● **Saved entries**:
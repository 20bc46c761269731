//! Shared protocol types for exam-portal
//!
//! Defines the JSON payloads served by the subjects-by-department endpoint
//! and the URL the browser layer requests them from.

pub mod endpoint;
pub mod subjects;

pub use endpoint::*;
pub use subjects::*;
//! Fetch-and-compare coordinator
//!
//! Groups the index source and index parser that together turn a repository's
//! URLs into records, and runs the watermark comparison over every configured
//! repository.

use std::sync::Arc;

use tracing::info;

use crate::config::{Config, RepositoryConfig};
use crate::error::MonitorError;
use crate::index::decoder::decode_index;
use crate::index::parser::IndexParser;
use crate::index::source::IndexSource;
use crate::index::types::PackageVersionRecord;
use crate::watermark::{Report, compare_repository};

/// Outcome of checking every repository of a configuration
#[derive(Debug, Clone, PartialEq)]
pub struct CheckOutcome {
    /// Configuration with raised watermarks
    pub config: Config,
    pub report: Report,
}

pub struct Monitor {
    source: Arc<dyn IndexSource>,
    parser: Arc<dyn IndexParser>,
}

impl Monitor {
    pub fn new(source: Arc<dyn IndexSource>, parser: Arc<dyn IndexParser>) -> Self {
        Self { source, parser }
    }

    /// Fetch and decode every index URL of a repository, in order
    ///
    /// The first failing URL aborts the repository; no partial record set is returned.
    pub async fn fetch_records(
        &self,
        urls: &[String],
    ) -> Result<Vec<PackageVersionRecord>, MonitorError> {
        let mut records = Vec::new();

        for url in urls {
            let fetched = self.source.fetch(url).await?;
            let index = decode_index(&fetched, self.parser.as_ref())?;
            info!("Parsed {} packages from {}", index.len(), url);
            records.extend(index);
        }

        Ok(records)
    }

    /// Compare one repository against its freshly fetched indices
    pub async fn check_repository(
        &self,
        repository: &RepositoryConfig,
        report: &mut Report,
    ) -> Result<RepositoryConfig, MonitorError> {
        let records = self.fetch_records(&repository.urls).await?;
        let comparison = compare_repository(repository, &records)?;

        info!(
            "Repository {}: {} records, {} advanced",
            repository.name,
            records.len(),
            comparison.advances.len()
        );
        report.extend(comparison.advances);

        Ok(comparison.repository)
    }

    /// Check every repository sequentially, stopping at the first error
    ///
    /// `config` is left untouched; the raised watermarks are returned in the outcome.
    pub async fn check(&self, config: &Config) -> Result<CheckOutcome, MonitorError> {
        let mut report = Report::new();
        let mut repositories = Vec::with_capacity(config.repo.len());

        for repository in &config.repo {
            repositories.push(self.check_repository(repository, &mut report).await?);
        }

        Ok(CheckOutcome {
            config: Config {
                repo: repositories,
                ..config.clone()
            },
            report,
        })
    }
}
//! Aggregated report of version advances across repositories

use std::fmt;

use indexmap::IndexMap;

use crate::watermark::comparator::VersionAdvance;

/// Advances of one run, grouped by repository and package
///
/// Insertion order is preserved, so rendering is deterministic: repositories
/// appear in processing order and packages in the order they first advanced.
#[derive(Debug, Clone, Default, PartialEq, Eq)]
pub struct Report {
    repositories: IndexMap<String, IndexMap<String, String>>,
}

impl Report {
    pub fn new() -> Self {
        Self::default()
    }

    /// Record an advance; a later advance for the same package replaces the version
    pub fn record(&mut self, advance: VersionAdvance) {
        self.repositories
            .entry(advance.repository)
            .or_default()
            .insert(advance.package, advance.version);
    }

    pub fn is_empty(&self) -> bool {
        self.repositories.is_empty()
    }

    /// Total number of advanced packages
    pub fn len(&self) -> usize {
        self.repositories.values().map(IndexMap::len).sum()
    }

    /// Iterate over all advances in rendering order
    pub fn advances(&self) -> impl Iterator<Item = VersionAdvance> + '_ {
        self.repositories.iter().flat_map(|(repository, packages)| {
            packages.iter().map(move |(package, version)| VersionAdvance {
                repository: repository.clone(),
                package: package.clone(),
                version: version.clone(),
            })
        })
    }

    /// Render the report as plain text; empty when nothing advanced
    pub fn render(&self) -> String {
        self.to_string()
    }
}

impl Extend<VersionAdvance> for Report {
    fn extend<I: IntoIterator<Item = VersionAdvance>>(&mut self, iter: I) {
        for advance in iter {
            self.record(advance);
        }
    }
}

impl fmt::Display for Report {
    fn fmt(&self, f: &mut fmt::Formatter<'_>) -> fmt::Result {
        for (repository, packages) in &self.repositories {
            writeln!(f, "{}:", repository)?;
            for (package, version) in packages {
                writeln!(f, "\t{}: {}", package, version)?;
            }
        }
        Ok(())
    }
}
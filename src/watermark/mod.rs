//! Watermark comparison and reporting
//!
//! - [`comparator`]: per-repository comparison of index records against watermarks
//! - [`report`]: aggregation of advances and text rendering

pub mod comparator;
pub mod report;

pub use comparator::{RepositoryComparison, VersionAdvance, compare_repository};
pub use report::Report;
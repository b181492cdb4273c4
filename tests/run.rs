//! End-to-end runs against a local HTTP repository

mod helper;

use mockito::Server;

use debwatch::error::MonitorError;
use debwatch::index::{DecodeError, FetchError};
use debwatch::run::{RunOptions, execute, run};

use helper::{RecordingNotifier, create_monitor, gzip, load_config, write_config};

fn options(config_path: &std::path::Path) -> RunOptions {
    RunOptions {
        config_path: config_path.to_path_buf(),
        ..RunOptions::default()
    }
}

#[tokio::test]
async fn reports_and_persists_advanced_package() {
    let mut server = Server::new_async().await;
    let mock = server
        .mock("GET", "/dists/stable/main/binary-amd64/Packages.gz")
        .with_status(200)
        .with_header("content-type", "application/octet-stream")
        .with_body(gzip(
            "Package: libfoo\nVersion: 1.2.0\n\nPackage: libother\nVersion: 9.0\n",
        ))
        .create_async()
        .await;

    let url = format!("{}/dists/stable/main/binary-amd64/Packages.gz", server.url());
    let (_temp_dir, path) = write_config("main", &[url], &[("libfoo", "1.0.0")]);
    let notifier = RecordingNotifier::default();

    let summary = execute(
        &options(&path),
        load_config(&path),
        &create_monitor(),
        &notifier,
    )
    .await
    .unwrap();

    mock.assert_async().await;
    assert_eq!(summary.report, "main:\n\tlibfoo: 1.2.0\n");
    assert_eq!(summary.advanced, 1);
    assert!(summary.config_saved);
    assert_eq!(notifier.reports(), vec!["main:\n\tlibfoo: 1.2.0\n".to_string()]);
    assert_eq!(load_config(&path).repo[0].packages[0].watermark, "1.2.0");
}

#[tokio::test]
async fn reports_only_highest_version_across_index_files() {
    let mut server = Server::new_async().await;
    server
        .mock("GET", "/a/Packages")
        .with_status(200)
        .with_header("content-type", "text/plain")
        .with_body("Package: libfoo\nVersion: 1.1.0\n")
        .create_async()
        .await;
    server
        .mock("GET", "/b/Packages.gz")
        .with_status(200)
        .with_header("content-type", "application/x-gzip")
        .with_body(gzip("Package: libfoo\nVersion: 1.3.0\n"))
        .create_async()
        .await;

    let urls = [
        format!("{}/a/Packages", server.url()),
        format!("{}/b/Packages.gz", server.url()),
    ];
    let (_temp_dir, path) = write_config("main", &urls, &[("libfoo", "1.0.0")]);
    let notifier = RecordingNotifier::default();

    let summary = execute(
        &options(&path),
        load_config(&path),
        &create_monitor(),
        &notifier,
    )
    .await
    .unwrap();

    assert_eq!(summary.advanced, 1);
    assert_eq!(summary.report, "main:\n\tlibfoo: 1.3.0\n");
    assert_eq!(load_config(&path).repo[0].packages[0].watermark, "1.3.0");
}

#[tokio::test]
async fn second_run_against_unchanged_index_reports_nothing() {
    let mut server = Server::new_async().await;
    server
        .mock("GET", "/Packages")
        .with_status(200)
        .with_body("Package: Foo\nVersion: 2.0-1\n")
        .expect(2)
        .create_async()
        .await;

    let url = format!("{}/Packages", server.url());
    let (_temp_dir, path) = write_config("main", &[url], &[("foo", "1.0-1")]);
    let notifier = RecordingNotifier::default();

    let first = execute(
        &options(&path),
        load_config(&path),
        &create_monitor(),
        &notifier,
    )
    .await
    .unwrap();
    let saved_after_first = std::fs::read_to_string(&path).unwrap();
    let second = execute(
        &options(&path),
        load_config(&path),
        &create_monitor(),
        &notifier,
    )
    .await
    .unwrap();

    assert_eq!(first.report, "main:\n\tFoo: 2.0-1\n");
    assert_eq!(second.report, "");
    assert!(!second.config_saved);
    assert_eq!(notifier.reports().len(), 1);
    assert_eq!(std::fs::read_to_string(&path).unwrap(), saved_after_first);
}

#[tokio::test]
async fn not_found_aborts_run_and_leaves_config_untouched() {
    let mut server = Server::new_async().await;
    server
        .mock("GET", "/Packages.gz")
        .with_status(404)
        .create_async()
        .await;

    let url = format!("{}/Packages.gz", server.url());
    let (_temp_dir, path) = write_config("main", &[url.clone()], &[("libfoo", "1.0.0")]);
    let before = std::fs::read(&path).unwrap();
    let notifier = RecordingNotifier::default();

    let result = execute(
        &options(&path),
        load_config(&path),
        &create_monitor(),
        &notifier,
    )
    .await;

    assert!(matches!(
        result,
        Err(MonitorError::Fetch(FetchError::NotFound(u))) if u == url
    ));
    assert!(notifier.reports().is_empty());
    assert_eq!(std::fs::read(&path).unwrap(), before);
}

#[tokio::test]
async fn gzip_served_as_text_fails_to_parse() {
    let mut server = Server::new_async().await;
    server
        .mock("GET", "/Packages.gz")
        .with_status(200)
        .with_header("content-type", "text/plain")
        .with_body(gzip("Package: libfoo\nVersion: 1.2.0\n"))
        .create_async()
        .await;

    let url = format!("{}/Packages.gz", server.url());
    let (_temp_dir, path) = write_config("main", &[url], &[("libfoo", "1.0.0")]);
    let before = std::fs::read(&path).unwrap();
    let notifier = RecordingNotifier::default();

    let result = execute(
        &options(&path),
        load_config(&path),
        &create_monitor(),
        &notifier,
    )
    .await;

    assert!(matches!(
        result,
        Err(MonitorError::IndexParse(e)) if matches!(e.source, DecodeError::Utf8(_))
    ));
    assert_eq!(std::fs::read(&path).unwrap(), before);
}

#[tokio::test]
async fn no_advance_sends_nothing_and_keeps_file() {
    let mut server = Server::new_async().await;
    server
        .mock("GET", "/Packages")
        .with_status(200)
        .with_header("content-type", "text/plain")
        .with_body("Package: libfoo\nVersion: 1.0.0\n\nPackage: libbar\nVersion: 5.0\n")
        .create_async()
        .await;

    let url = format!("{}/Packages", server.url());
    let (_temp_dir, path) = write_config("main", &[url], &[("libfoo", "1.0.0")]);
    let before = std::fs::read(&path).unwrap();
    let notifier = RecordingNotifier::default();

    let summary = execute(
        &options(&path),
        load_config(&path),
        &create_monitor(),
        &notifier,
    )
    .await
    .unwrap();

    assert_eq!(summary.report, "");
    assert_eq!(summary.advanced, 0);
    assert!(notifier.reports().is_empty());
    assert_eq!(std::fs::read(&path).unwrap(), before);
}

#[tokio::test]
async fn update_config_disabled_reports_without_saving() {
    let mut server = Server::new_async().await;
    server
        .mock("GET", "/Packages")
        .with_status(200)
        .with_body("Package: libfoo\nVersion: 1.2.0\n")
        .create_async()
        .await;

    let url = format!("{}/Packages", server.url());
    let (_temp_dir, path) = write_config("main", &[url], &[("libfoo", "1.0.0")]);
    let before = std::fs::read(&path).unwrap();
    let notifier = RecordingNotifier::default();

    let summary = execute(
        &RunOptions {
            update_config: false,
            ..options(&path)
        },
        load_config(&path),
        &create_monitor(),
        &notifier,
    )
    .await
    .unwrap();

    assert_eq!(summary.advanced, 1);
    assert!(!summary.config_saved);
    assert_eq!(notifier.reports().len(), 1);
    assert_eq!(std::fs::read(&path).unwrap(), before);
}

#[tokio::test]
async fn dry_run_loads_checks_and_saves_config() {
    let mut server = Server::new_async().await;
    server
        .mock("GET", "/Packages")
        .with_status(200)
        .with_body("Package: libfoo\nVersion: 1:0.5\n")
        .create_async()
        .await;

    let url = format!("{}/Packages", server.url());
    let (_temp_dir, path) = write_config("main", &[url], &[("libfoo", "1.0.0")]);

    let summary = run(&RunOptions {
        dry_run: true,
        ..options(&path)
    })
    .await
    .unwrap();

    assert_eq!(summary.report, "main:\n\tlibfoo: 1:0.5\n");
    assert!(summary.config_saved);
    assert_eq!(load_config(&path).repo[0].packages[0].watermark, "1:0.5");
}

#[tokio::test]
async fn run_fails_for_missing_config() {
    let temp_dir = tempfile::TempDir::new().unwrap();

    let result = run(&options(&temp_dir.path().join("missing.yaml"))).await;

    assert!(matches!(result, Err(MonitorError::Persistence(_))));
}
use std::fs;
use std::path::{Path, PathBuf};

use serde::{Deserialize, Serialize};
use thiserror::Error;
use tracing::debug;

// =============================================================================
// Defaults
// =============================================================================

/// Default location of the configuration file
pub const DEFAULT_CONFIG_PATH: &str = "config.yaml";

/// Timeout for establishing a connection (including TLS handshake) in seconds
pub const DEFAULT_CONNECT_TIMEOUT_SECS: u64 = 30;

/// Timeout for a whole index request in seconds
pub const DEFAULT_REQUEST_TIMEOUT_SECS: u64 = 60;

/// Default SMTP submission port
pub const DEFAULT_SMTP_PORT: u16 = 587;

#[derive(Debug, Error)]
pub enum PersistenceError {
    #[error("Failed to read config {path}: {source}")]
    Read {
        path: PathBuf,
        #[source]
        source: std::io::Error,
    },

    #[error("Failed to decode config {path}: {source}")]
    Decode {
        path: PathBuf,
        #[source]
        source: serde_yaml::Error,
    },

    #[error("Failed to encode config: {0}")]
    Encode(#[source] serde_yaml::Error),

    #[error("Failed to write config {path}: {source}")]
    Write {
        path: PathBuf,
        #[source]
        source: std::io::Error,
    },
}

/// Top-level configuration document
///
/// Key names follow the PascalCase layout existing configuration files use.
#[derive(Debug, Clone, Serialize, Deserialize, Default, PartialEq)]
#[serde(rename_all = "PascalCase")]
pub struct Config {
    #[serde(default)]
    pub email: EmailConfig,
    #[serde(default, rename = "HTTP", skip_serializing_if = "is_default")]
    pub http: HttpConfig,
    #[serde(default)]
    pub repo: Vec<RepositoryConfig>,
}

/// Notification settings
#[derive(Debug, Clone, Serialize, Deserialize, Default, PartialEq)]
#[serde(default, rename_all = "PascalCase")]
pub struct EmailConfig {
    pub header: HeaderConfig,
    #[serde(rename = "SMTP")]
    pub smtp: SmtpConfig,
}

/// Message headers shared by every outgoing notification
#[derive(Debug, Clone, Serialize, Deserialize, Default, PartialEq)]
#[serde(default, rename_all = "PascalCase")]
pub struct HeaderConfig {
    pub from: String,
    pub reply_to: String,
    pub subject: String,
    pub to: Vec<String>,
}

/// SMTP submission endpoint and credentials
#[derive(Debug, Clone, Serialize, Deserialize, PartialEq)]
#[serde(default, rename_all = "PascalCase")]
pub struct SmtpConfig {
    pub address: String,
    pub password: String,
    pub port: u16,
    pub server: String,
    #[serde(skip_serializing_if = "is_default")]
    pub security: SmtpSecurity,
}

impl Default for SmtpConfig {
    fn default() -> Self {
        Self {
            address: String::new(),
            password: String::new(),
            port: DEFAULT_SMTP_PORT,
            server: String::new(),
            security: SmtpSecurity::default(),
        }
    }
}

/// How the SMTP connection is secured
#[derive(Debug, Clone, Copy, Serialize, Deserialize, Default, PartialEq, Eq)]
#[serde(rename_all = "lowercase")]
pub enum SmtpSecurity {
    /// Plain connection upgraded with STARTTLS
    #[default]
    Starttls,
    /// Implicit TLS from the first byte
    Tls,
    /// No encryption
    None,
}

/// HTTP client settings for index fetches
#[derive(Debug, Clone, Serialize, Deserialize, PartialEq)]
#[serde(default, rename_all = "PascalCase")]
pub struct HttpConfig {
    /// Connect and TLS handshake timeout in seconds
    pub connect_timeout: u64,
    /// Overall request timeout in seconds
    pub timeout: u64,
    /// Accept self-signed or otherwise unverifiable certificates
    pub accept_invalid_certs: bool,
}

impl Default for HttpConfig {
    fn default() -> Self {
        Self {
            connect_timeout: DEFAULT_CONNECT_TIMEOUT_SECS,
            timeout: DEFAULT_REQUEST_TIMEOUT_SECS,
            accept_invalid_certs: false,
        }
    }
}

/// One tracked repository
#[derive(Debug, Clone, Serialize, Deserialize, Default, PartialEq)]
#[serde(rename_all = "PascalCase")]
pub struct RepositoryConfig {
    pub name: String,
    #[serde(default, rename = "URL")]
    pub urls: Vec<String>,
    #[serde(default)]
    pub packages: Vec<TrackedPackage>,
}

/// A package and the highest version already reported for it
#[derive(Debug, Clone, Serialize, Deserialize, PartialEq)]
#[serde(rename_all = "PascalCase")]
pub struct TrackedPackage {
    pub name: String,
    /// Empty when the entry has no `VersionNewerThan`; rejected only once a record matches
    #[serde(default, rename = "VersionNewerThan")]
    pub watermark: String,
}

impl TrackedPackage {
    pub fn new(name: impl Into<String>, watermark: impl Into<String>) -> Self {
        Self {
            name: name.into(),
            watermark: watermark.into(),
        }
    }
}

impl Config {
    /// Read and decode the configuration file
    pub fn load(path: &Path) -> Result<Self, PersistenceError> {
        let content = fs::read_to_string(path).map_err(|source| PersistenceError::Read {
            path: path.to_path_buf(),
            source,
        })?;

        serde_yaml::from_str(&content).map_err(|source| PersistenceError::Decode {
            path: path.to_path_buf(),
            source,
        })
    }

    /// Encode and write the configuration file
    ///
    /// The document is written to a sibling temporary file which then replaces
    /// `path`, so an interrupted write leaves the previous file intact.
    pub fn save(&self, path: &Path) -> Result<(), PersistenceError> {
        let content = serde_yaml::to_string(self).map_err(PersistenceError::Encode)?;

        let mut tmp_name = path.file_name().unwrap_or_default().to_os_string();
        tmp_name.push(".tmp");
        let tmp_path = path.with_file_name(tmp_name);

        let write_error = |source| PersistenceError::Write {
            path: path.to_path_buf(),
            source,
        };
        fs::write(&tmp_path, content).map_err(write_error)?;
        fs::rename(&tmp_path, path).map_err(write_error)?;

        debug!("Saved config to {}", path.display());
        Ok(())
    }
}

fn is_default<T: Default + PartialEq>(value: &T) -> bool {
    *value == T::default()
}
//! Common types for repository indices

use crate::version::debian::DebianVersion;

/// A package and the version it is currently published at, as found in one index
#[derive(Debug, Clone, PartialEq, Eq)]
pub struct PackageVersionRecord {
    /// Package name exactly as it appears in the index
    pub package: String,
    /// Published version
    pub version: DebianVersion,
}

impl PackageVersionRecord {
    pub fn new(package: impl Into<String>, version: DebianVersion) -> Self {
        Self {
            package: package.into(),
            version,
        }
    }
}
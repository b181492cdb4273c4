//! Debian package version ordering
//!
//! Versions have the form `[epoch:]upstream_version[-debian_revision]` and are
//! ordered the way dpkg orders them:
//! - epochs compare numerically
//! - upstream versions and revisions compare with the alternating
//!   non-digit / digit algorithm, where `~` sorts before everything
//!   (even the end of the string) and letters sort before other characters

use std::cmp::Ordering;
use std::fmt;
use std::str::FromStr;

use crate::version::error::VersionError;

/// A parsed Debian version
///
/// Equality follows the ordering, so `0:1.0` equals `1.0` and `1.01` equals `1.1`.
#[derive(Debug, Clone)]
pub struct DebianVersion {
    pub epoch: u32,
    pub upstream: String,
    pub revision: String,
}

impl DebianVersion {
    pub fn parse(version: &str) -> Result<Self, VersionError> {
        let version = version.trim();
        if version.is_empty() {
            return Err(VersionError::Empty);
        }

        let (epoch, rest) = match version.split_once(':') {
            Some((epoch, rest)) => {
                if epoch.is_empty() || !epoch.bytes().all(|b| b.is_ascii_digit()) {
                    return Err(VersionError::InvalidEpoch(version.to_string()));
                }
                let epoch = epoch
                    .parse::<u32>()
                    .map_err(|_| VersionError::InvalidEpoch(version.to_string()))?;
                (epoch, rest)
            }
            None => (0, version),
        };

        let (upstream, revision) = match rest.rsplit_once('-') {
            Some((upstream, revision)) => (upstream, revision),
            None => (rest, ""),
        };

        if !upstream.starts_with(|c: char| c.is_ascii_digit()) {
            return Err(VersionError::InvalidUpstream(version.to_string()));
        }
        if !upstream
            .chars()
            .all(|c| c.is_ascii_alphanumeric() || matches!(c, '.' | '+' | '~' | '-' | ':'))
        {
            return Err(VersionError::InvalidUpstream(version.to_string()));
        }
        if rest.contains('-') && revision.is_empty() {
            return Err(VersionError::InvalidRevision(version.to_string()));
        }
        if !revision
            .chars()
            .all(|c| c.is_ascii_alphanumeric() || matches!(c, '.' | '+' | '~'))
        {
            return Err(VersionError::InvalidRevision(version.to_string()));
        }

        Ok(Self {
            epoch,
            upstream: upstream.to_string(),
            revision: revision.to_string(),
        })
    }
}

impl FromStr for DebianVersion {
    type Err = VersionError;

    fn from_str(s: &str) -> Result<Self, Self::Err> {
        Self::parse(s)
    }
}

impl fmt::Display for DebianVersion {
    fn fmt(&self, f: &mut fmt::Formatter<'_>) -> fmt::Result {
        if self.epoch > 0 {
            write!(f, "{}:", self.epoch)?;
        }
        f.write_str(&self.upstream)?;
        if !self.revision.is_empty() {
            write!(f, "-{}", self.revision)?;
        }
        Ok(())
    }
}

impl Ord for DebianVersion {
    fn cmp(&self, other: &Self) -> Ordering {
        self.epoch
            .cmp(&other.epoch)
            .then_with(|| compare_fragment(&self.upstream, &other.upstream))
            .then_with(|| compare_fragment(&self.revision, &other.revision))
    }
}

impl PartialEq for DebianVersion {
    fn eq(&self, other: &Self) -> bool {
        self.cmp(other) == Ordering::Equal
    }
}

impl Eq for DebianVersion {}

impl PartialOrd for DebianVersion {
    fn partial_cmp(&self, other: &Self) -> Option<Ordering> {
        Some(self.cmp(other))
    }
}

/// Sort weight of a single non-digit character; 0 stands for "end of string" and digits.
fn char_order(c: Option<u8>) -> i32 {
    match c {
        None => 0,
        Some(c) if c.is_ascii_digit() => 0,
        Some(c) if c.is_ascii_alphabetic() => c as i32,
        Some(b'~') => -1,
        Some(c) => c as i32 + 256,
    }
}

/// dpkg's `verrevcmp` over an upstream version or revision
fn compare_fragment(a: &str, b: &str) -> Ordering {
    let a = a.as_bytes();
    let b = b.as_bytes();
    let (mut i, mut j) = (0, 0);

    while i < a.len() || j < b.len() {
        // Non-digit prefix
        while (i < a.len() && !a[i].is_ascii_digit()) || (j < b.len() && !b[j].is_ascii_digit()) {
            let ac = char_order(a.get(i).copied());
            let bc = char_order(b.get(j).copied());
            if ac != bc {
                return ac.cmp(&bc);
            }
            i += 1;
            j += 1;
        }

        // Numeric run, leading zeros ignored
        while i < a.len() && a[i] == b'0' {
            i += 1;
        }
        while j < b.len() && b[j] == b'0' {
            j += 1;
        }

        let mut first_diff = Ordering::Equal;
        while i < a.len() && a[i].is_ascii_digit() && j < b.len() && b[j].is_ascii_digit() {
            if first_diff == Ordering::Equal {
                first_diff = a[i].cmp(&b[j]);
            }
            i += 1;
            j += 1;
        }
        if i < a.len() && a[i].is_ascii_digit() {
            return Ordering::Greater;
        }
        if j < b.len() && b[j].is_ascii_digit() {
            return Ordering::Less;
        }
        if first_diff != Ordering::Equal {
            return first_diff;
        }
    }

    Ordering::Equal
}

● **Exercise prompt**: Look above for the line holding "f.write_str(&self.upstream)?;" and the line holding "while (i < a.len()", then output exactly those two lines and every line between them, nothing more.

● **Task answer**:
        f.write_str(&self.upstream)?;
        if !self.revision.is_empty() {
            write!(f, "-{}", self.revision)?;
        }
        Ok(())
    }
}

impl Ord for DebianVersion {
    fn cmp(&self, other: &Self) -> Ordering {
        self.epoch
            .cmp(&other.epoch)
            .then_with(|| compare_fragment(&self.upstream, &other.upstream))
            .then_with(|| compare_fragment(&self.revision, &other.revision))
    }
}

impl PartialEq for DebianVersion {
    fn eq(&self, other: &Self) -> bool {
        self.cmp(other) == Ordering::Equal
    }
}

impl Eq for DebianVersion {}

impl PartialOrd for DebianVersion {
    fn partial_cmp(&self, other: &Self) -> Option<Ordering> {
        Some(self.cmp(other))
    }
}

/// Sort weight of a single non-digit character; 0 stands for "end of string" and digits.
fn char_order(c: Option<u8>) -> i32 {
    match c {
        None => 0,
        Some(c) if c.is_ascii_digit() => 0,
        Some(c) if c.is_ascii_alphabetic() => c as i32,
        Some(b'~') => -1,
        Some(c) => c as i32 + 256,
    }
}

/// dpkg's `verrevcmp` over an upstream version or revision
fn compare_fragment(a: &str, b: &str) -> Ordering {
    let a = a.as_bytes();
    let b = b.as_bytes();
    let (mut i, mut j) = (0, 0);

    while i < a.len() || j < b.len() {
        // Non-digit prefix
        while (i < a.len() && !a[i].is_ascii_digit()) || (j < b.len() && !b[j].is_ascii_digit()) {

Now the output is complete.